◆ EXERCISE BRIEF
Would you pull out every line of the material that contains the string "ResourceReference"?

== Segment start ==

// crates/capmesh-forwards/tests/forwards_unit.rs
// ============================================================================
// Module: forwards_unit
// Description: Unit tests for forward linking, unmounting, and relinking.
// Purpose: Verify the link lifecycle with canned resolvers and in-memory
//          mounts and stores.
// Dependencies: capmesh-core, capmesh-forwards, capmesh-registry, tokio
// ============================================================================

//! ## Overview
//! Verifies the forward link lifecycle with canned resolvers and in-memory
//! mounts and stores.

#![allow(
    clippy::unwrap_used,
    clippy::expect_used,
    reason = "Test-only fixtures use unwraps for clarity."
)]

use std::collections::BTreeMap;
use std::collections::BTreeSet;
use std::sync::Arc;

use async_trait::async_trait;
use capmesh_core::ForwardReference;
use capmesh_core::ForwardStore;
use capmesh_core::GatewayError;
use capmesh_core::InputSchema;
use capmesh_core::RemoteToolReference;
use capmesh_core::ResourceReference;
use capmesh_forwards::CatalogMounts;
use capmesh_forwards::ForwardRegistry;
use capmesh_forwards::ForwardResolver;
use capmesh_forwards::MemoryCatalogMounts;
use capmesh_forwards::MemoryForwardStore;
use capmesh_forwards::NoopForwardEvents;
use capmesh_registry::MemoryNamespaceStore;
use capmesh_registry::NamespaceAllocator;

// ============================================================================
// SECTION: Fixtures
// ============================================================================

/// Resolver double serving canned catalogs per forward name.
#[derive(Default)]
struct CannedResolver {
    tools: BTreeMap<String, Vec<RemoteToolReference>>,
    resources: BTreeMap<String, Vec<ResourceReference>>,
    unreachable: BTreeSet<String>,
}

impl CannedResolver {
    fn with_tools(mut self, forward_name: &str, names: &[&str]) -> Self {
        let tools = names
            .iter()
            .map(|name| RemoteToolReference {
                name: (*name).to_string(),
                description: String::new(),
                input_schema: InputSchema::default(),
            })
            .collect();
        self.tools.insert(forward_name.to_string(), tools);
        self
    }

    fn with_resource(mut self, forward_name: &str, resource_name: &str) -> Self {
        let reference = ResourceReference {
            name: resource_name.to_string(),
            location: format!("remote:{resource_name}"),
            reference_type: "mcp-remote-resource".to_string(),
            mime_type: String::new(),
            description: String::new(),
            configurations: BTreeMap::new(),
            forward: None,
        };
        self.resources
            .entry(forward_name.to_string())
            .or_default()
            .push(reference);
        self
    }

    fn unreachable(mut self, forward_name: &str) -> Self {
        self.unreachable.insert(forward_name.to_string());
        self
    }

    fn check(&self, forward: &ForwardReference) -> Result<(), GatewayError> {
        if self.unreachable.contains(&forward.name) {
            return Err(GatewayError::Transport("connection refused".to_string()));
        }
        Ok(())
    }
}

#[async_trait]
impl ForwardResolver for CannedResolver {
    async fn list_tools(
        &self,
        forward: &ForwardReference,
    ) -> Result<Vec<RemoteToolReference>, GatewayError> {
        self.check(forward)?;
        Ok(self.tools.get(&forward.name).cloned().unwrap_or_default())
    }

    async fn list_resources(
        &self,
        forward: &ForwardReference,
    ) -> Result<Vec<ResourceReference>, GatewayError> {
        self.check(forward)?;
        Ok(self
            .resources
            .get(&forward.name)
            .cloned()
            .unwrap_or_default())
    }
}

struct Fixture {
    registry: ForwardRegistry,
    mounts: Arc<MemoryCatalogMounts>,
    store: Arc<MemoryForwardStore>,
    namespaces: Arc<NamespaceAllocator>,
}

fn fixture(resolver: CannedResolver) -> Fixture {
    let store = Arc::new(MemoryForwardStore::new());
    let mounts = Arc::new(MemoryCatalogMounts::new());
    let namespaces = Arc::new(NamespaceAllocator::new(Arc::new(
        MemoryNamespaceStore::new(),
    )));
    namespaces.preload().unwrap();
    let registry = ForwardRegistry::new(
        store.clone(),
        Arc::new(resolver),
        mounts.clone(),
        namespaces.clone(),
        Arc::new(NoopForwardEvents),
    );
    Fixture {
        registry,
        mounts,
        store,
        namespaces,
    }
}

// ============================================================================
// SECTION: Linking
// ============================================================================

#[tokio::test]
async fn link_mounts_remote_entries_tagged_with_the_forward() {
    let resolver = CannedResolver::default()
        .with_tools("edge-router", &["fetch-weather", "send-mail"])
        .with_resource("edge-router", "release-notes");
    let fx = fixture(resolver);

    fx.registry
        .link(ForwardReference::new("edge-router", "http://edge:8080"))
        .await
        .unwrap();

    let tools = fx.mounts.tools();
    assert_eq!(tools.len(), 2);
    assert!(
        tools
            .iter()
            .all(|tool| tool.forward.as_deref() == Some("edge-router"))
    );
    assert!(
        tools
            .iter()
            .all(|tool| tool.reference_type == "mcp-remote-tool")
    );
    let resources = fx.mounts.resources();
    assert_eq!(resources.len(), 1);
    assert_eq!(resources[0].forward.as_deref(), Some("edge-router"));
    assert!(fx.registry.is_linked("edge-router"));
}

#[tokio::test]
async fn duplicate_link_is_a_conflict() {
    let resolver = CannedResolver::default().with_tools("edge-router", &["fetch-weather"]);
    let fx = fixture(resolver);
    let forward = ForwardReference::new("edge-router", "http://edge:8080");

    fx.registry.link(forward.clone()).await.unwrap();
    let err = fx.registry.link(forward).await.unwrap_err();

    assert!(matches!(err, GatewayError::Conflict(_)));
    assert_eq!(fx.mounts.tools().len(), 1);
}

#[tokio::test]
async fn unreachable_remote_fails_the_link_without_mounting() {
    let resolver = CannedResolver::default().unreachable("edge-router");
    let fx = fixture(resolver);

    let err = fx
        .registry
        .link(ForwardReference::new("edge-router", "http://edge:8080"))
        .await
        .unwrap_err();

    assert!(matches!(err, GatewayError::Transport(_)));
    assert!(fx.mounts.tools().is_empty());
    assert!(!fx.registry.is_linked("edge-router"));
}

#[tokio::test]
async fn named_link_binds_a_namespace_slot() {
    let resolver = CannedResolver::default().with_tools("edge-router", &["fetch-weather"]);
    let fx = fixture(resolver);
    let mut forward = ForwardReference::new("edge-router", "http://edge:8080");
    forward.namespace = Some("edge".to_string());

    fx.registry.link(forward).await.unwrap();

    assert!(
        fx.namespaces
            .list()
            .iter()
            .any(|slot| slot.assigned_name.as_deref() == Some("edge"))
    );
}

#[tokio::test]
async fn link_persists_the_reference() {
    let resolver = CannedResolver::default().with_tools("edge-router", &["fetch-weather"]);
    let fx = fixture(resolver);

    fx.registry
        .link(ForwardReference::new("edge-router", "http://edge:8080"))
        .await
        .unwrap();

    let persisted = fx.store.load_all().unwrap();
    assert_eq!(persisted.len(), 1);
    assert_eq!(persisted[0].name, "edge-router");
}

// ============================================================================
// SECTION: Unlinking
// ============================================================================

#[tokio::test]
async fn unlink_removes_only_the_owning_forwards_entries() {
    let resolver = CannedResolver::default()
        .with_tools("edge-router", &["fetch-weather"])
        .with_tools("lab-router", &["run-benchmark"]);
    let fx = fixture(resolver);
    fx.registry
        .link(ForwardReference::new("edge-router", "http://edge:8080"))
        .await
        .unwrap();
    fx.registry
        .link(ForwardReference::new("lab-router", "http://lab:8080"))
        .await
        .unwrap();

    let removed = fx.registry.unlink("edge-router").unwrap();

    assert_eq!(removed, 1);
    let tools = fx.mounts.tools();
    assert_eq!(tools.len(), 1);
    assert_eq!(tools[0].forward.as_deref(), Some("lab-router"));
    assert!(!fx.registry.is_linked("edge-router"));
    assert!(fx.registry.is_linked("lab-router"));
    assert_eq!(fx.store.load_all().unwrap().len(), 1);
}

#[tokio::test]
async fn unlink_of_unknown_forward_is_not_found() {
    let fx = fixture(CannedResolver::default());

    let err = fx.registry.unlink("edge-router").unwrap_err();

    assert!(matches!(err, GatewayError::NotFound(_)));
}

// ============================================================================
// SECTION: Startup Relinking
// ============================================================================

#[tokio::test]
async fn relink_restores_persisted_forwards_and_skips_unreachable_ones() {
    let resolver = CannedResolver::default()
        .with_tools("edge-router", &["fetch-weather"])
        .unreachable("lab-router");
    let fx = fixture(resolver);
    fx.store
        .save(&ForwardReference::new("edge-router", "http://edge:8080"))
        .unwrap();
    fx.store
        .save(&ForwardReference::new("lab-router", "http://lab:8080"))
        .unwrap();

    let restored = fx.registry.relink_all().await;

    assert_eq!(restored, 1);
    assert!(fx.registry.is_linked("edge-router"));
    assert!(!fx.registry.is_linked("lab-router"));
    assert_eq!(fx.mounts.tools().len(), 1);
}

== Segment end ==

◆ ANSWER SPACE
use capmesh_core::ResourceReference;
    resources: BTreeMap<String, Vec<ResourceReference>>,
        let reference = ResourceReference {
    ) -> Result<Vec<ResourceReference>, GatewayError> {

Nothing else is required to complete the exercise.